Attendance requirements

Attendence is mandatory. If possible, the course will take place on campus, if this is not possible it will be online.

Teaching/learning method(s)

This is an applied course. Real word problems are complex and the “solution” in many cases not just right or wrong. Students have to be willing to actively participate in their groups, be interested in tackling challenging questions, and be comfortable with a learning approach that goes beyong “solving a set of exercises to prepare for an exam.”

The course builds on material covered in Courses I to III and selected chapters from Corporate Finance by Berk and DeMarzo. We will wrap up some of the concepts in class and I guide you through the key points. You have to be prepared and read the relevant chapters before class.

We discuss exercises that help you to understand and deepen the key concepts in class. You have to be able to explain the solution to other students or explain what you did not understand.
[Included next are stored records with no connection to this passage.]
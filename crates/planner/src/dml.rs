use std::collections::BTreeMap;
use std::fmt::Display;
use std::str::FromStr;

use fxq_common::{FxqError, Result};
use fxq_metadata::{AttributeMetadata, AttributeType, EntityMetadata};
use rust_decimal::Decimal;
use sqlparser::ast::{
    Assignment, AssignmentTarget, Delete, Expr as SqlExpr, FromTable, Insert, SetExpr,
    Statement, TableWithJoins, UnaryOperator, Value,
};
use tracing::debug;
use uuid::Uuid;

use crate::fetch_xml::{FetchAttribute, FetchItem};
use crate::query::{
    AttributeValue, DeleteQuery, InsertSelectQuery, InsertValuesQuery, Query, UpdateQuery,
};
use crate::sql_frontend::{integer_literal, object_name_last, Lowering, Sql2FetchXml};
use crate::types::parse_date_time;

pub(crate) fn convert_insert(
    conv: &Sql2FetchXml<'_>,
    stmt: &Statement,
    insert: &Insert,
) -> Result<Query> {
    if insert.on.is_some() {
        return Err(FxqError::unsupported("Unhandled INSERT ON clause", stmt));
    }
    if insert.returning.is_some() {
        return Err(FxqError::unsupported("Unhandled OUTPUT clause", stmt));
    }
    if insert.columns.is_empty() {
        return Err(FxqError::unsupported("INSERT requires a column list", stmt));
    }
    let Some(source) = &insert.source else {
        return Err(FxqError::unsupported("INSERT requires VALUES or SELECT", stmt));
    };

    let entity_name = object_name_last(&insert.table_name);
    let metadata = conv.metadata.entity(&entity_name)?;
    let targets = insert
        .columns
        .iter()
        .map(|c| {
            metadata
                .attribute(&c.value)
                .ok_or_else(|| FxqError::semantic(format!("Unknown attribute '{}'", c.value), c))
        })
        .collect::<Result<Vec<_>>>()?;

    match source.body.as_ref() {
        SetExpr::Values(values) => {
            let rows = values
                .rows
                .iter()
                .map(|row| {
                    if row.len() != targets.len() {
                        return Err(FxqError::semantic(
                            "Number of values does not match number of columns",
                            row.iter().map(ToString::to_string).collect::<Vec<_>>().join(", "),
                        ));
                    }
                    targets
                        .iter()
                        .zip(row)
                        .map(|(attr, value)| {
                            let text = literal_text(value)?;
                            let converted = convert_attribute_value(attr, text.as_deref(), value)?;
                            Ok((attr.logical_name.clone(), converted))
                        })
                        .collect::<Result<BTreeMap<_, _>>>()
                })
                .collect::<Result<Vec<_>>>()?;
            debug!(entity = %entity_name, rows = rows.len(), "lowered INSERT VALUES");
            Ok(Query::InsertValues(InsertValuesQuery { entity_name, rows }))
        }
        SetExpr::Select(_) => {
            let select = conv.convert_select(source)?;
            if select.columns.len() != targets.len() {
                return Err(FxqError::semantic(
                    "Number of selected columns does not match number of insert columns",
                    source,
                ));
            }
            let mappings = select
                .columns
                .into_iter()
                .zip(targets.iter().map(|a| a.logical_name.clone()))
                .collect();
            Ok(Query::InsertSelect(InsertSelectQuery {
                entity_name,
                fetch: select.fetch,
                mappings,
                all_pages: select.all_pages,
            }))
        }
        other => Err(FxqError::unsupported("Unhandled INSERT source", other)),
    }
}

/// `UPDATE TOP (n)` has no form in the parser's `Update` statement; such
/// input never reaches this function as a row limit.
pub(crate) fn convert_update(
    conv: &Sql2FetchXml<'_>,
    table: &TableWithJoins,
    assignments: &[Assignment],
    selection: Option<&SqlExpr>,
) -> Result<Query> {
    let mut st = Lowering::default();
    conv.handle_from(std::slice::from_ref(table), &mut st)?;
    conv.handle_where(selection, &mut st)?;

    let target = 0;
    let metadata = st.tables.get(target).metadata().clone();
    let mut updates = BTreeMap::new();
    for assignment in assignments {
        let AssignmentTarget::ColumnName(name) = &assignment.target else {
            return Err(FxqError::unsupported("Unhandled SET target", assignment));
        };
        let parts = name.0.iter().map(|i| i.value.clone()).collect::<Vec<_>>();
        if st.tables.column_table(&parts, assignment)? != target {
            return Err(FxqError::unsupported(
                "SET can only target columns of the updated table",
                assignment,
            ));
        }
        let attr = attribute(&metadata, &object_name_last(name), assignment)?;
        let text = literal_text(&assignment.value)?;
        let value = convert_attribute_value(attr, text.as_deref(), &assignment.value)?;
        updates.insert(attr.logical_name.clone(), value);
    }

    let entity_name = st.tables.get(target).entity_name.clone();
    let id_column = add_primary_key(&mut st, target);
    st.distinct = true;
    let (fetch, _) = st.finish()?;
    let all_pages = fetch.page.is_none() && fetch.top.is_none();
    debug!(entity = %entity_name, updates = updates.len(), "lowered UPDATE");
    Ok(Query::Update(UpdateQuery {
        entity_name,
        fetch,
        id_column,
        updates,
        all_pages,
    }))
}

/// The parser's `Delete` carries no `TOP`; `LIMIT n` is the row limit
/// lowered here.
pub(crate) fn convert_delete(
    conv: &Sql2FetchXml<'_>,
    stmt: &Statement,
    delete: &Delete,
) -> Result<Query> {
    if delete.using.is_some() {
        return Err(FxqError::unsupported("Unhandled DELETE USING clause", stmt));
    }
    if delete.returning.is_some() {
        return Err(FxqError::unsupported("Unhandled OUTPUT clause", stmt));
    }
    if !delete.order_by.is_empty() {
        return Err(FxqError::unsupported("Unhandled DELETE ORDER BY clause", stmt));
    }
    let from = match &delete.from {
        FromTable::WithFromKeyword(from) | FromTable::WithoutKeyword(from) => from,
    };

    let mut st = Lowering::default();
    conv.handle_from(from, &mut st)?;
    if let Some(limit) = &delete.limit {
        st.top = Some(
            integer_literal(limit)
                .ok_or_else(|| FxqError::unsupported("Unhandled LIMIT expression", limit))?,
        );
    }
    conv.handle_where(delete.selection.as_ref(), &mut st)?;

    let target = match delete.tables.as_slice() {
        [] => 0,
        [name] => {
            let table_name = object_name_last(name);
            st.tables.find(&table_name, name)?.ok_or_else(|| {
                FxqError::semantic(format!("Unknown table '{table_name}'"), name)
            })?
        }
        _ => return Err(FxqError::unsupported("DELETE from multiple tables", stmt)),
    };

    let entity_name = st.tables.get(target).entity_name.clone();
    let id_column = add_primary_key(&mut st, target);
    st.distinct = true;
    let (fetch, _) = st.finish()?;
    let all_pages = fetch.page.is_none() && fetch.top.is_none();
    debug!(entity = %entity_name, id_column = %id_column, "lowered DELETE");
    Ok(Query::Delete(DeleteQuery {
        entity_name,
        fetch,
        id_column,
        all_pages,
    }))
}

/// Make sure the target's primary key is retrieved; returns its output column.
fn add_primary_key(st: &mut Lowering, target: usize) -> String {
    let table = st.tables.get_mut(target);
    let pk = table.metadata().primary_id_attribute.clone();
    let present = table.items().has_all_attributes()
        || table
            .items()
            .attributes()
            .any(|a| a.alias.is_none() && a.aggregate.is_none() && a.name.eq_ignore_ascii_case(&pk));
    if !present {
        table.add_item(FetchItem::Attribute(FetchAttribute::new(pk.clone())));
    }
    let id_column = table.output_name(&pk);
    st.columns.push(id_column.clone());
    id_column
}

fn attribute<'m>(
    metadata: &'m EntityMetadata,
    name: &str,
    fragment: impl Display,
) -> Result<&'m AttributeMetadata> {
    metadata
        .attribute(name)
        .ok_or_else(|| FxqError::semantic(format!("Unknown attribute '{name}'"), fragment))
}

/// Raw text of a literal value expression; `None` for NULL.
fn literal_text(expr: &SqlExpr) -> Result<Option<String>> {
    match expr {
        SqlExpr::Value(Value::Null) => Ok(None),
        SqlExpr::Value(Value::SingleQuotedString(s) | Value::NationalStringLiteral(s)) => {
            Ok(Some(s.clone()))
        }
        SqlExpr::Value(Value::Number(n, _)) => Ok(Some(n.clone())),
        SqlExpr::UnaryOp {
            op: UnaryOperator::Minus,
            expr: inner,
        } => match inner.as_ref() {
            SqlExpr::Value(Value::Number(n, _)) => Ok(Some(format!("-{n}"))),
            _ => Err(FxqError::unsupported("Only literal values are supported", expr)),
        },
        other => Err(FxqError::unsupported("Only literal values are supported", other)),
    }
}

/// Convert literal text to the typed value an attribute stores.
pub fn convert_attribute_value(
    attribute: &AttributeMetadata,
    text: Option<&str>,
    fragment: impl Display,
) -> Result<AttributeValue> {
    let Some(text) = text else {
        return Ok(AttributeValue::Null);
    };
    let invalid = || {
        FxqError::semantic(
            format!(
                "Cannot convert '{text}' to {:?} attribute '{}'",
                attribute.attribute_type, attribute.logical_name
            ),
            &fragment,
        )
    };
    Ok(match attribute.attribute_type {
        AttributeType::BigInt => AttributeValue::BigInt(text.parse().map_err(|_| invalid())?),
        AttributeType::Boolean => match text {
            "0" => AttributeValue::Boolean(false),
            "1" => AttributeValue::Boolean(true),
            _ => return Err(invalid()),
        },
        AttributeType::DateTime => {
            AttributeValue::DateTime(parse_date_time(text).ok_or_else(invalid)?)
        }
        AttributeType::Decimal => AttributeValue::Decimal(parse_decimal(text).ok_or_else(invalid)?),
        AttributeType::Double => AttributeValue::Double(text.parse().map_err(|_| invalid())?),
        AttributeType::Integer => AttributeValue::Integer(text.parse().map_err(|_| invalid())?),
        AttributeType::Money => AttributeValue::Money(parse_decimal(text).ok_or_else(invalid)?),
        AttributeType::Lookup | AttributeType::Customer | AttributeType::Owner => {
            let [entity_name] = attribute.targets.as_slice() else {
                return Err(FxqError::unsupported(
                    format!(
                        "Polymorphic lookup attribute '{}' is not supported",
                        attribute.logical_name
                    ),
                    &fragment,
                ));
            };
            AttributeValue::EntityReference {
                entity_name: entity_name.clone(),
                id: Uuid::parse_str(text).map_err(|_| invalid())?,
            }
        }
        AttributeType::Memo | AttributeType::String => AttributeValue::String(text.to_string()),
        AttributeType::Picklist | AttributeType::State | AttributeType::Status => {
            AttributeValue::OptionSet(text.parse().map_err(|_| invalid())?)
        }
        other => {
            return Err(FxqError::unsupported(
                format!("Unsupported attribute type {other:?}"),
                &fragment,
            ))
        }
    })
}

fn parse_decimal(text: &str) -> Option<Decimal> {
    Decimal::from_str(text)
        .or_else(|_| Decimal::from_scientific(text))
        .ok()
}

#[cfg(test)]
mod tests {
    use super::*;

    #[test]
    fn boolean_accepts_only_zero_and_one() {
        let attr = AttributeMetadata::new("donotcall", AttributeType::Boolean);
        assert_eq!(
            convert_attribute_value(&attr, Some("1"), "1").expect("true"),
            AttributeValue::Boolean(true)
        );
        let err = convert_attribute_value(&attr, Some("true"), "'true'").expect_err("word");
        assert!(matches!(err, FxqError::Semantic { .. }), "got {err:?}");
    }

    #[test]
    fn lookups_need_a_single_target() {
        let id = "7c9e6679-7425-40de-944b-e07fc1f90ae7";
        let single = AttributeMetadata::new("parentaccountid", AttributeType::Lookup)
            .with_targets(&["account"]);
        match convert_attribute_value(&single, Some(id), id).expect("reference") {
            AttributeValue::EntityReference { entity_name, .. } => assert_eq!(entity_name, "account"),
            other => panic!("expected entity reference, got {other:?}"),
        }

        let poly = AttributeMetadata::new("customerid", AttributeType::Customer)
            .with_targets(&["account", "contact"]);
        let err = convert_attribute_value(&poly, Some(id), id).expect_err("polymorphic");
        assert!(err.to_string().contains("Polymorphic"), "{err}");
    }

    #[test]
    fn unsupported_categories_and_nulls() {
        let party = AttributeMetadata::new("to", AttributeType::PartyList);
        let err = convert_attribute_value(&party, Some("x"), "'x'").expect_err("partylist");
        assert!(err.to_string().contains("Unsupported attribute type"), "{err}");
        assert_eq!(
            convert_attribute_value(&party, None, "NULL").expect("null"),
            AttributeValue::Null
        );
    }

    #[test]
    fn money_and_decimal_parse_invariantly() {
        let attr = AttributeMetadata::new("revenue", AttributeType::Money);
        assert_eq!(
            convert_attribute_value(&attr, Some("1234.50"), "1234.50").expect("money"),
            AttributeValue::Money(Decimal::new(123450, 2))
        );
        assert!(convert_attribute_value(&attr, Some("1,5"), "'1,5'").is_err());
    }
}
I will call not only voluntary participants, but I may ask you to come to the board, and I may do in class quizzes to test how well you prepared the exercises.

An important part of the course is to apply your knowledge in Finance to (a) a case study and (b) reading an academic papers (open question). You have to form groups in which you do the case study and open question (more in class). Each individual of the group has to be prepared to present the findings in class.

Class participation is mandatory and important. I may call on individuals to lead a discussion or otherwise participate in the discussion.


Course requirements  

Case study (group assignment)


Open question (group assignment)


Class participation (Bonus Points)








For specific information on the individual requirements see below.

Prerequisites for participation and waiting lists

You must have mastered the content of Courses I to III and be interested in deepening some of the concepts you learned in these courses.

Recommended previous knowledge and skills

You must have mastered the content of Courses I to III and be interested in deepening some of the concepts you learned in these courses.

Availability of lecturer(s)



Final: 60 - 90 minutes: individual exercise, closed book, you may only use a non-programmable calculator (no smartphone)! The exam will include problem-oriented quantitative questions, and theoretical questions to ensure understanding of the concepts discussed in class. The questions are conceptually similar to those we discuss in class.

Exercises: I will give you several short quizzes and questions during class on the application of what you learned. Some of these quizzes and questions are graded.

Case study: Group exercise on capital structure and valuation: I will give you specific questions throughout the course, which you have to address working together with your group. Requirement: short answers to the questions; you have to be prepared to present and explain your answers “in class.” You must not discuss the questions with other groups before we discuss them in class!

Open question: I will give you a specific topic/research paper during class, for example related to the Covid 19 pandemic crisis and corporate finance. Together with your group, you have to prepare a presenation on this topic/paper.

A note on group assignments: I will assign participants to groups. Each group consists of 3–5 members, depending on the number of people enrolled in class. (If you have group members that you would like to work with, you can send me an Email. However, there is no guarantee that I can accommodate the wishes.) When grading group exercises, I may take into account individual contributions, e.g., in the discussion of the group assignments in class. Thus, points can potentially differ for different group members.

You can earn up to 3 bonus points for participation that contributes to the overall learning experience of all participants.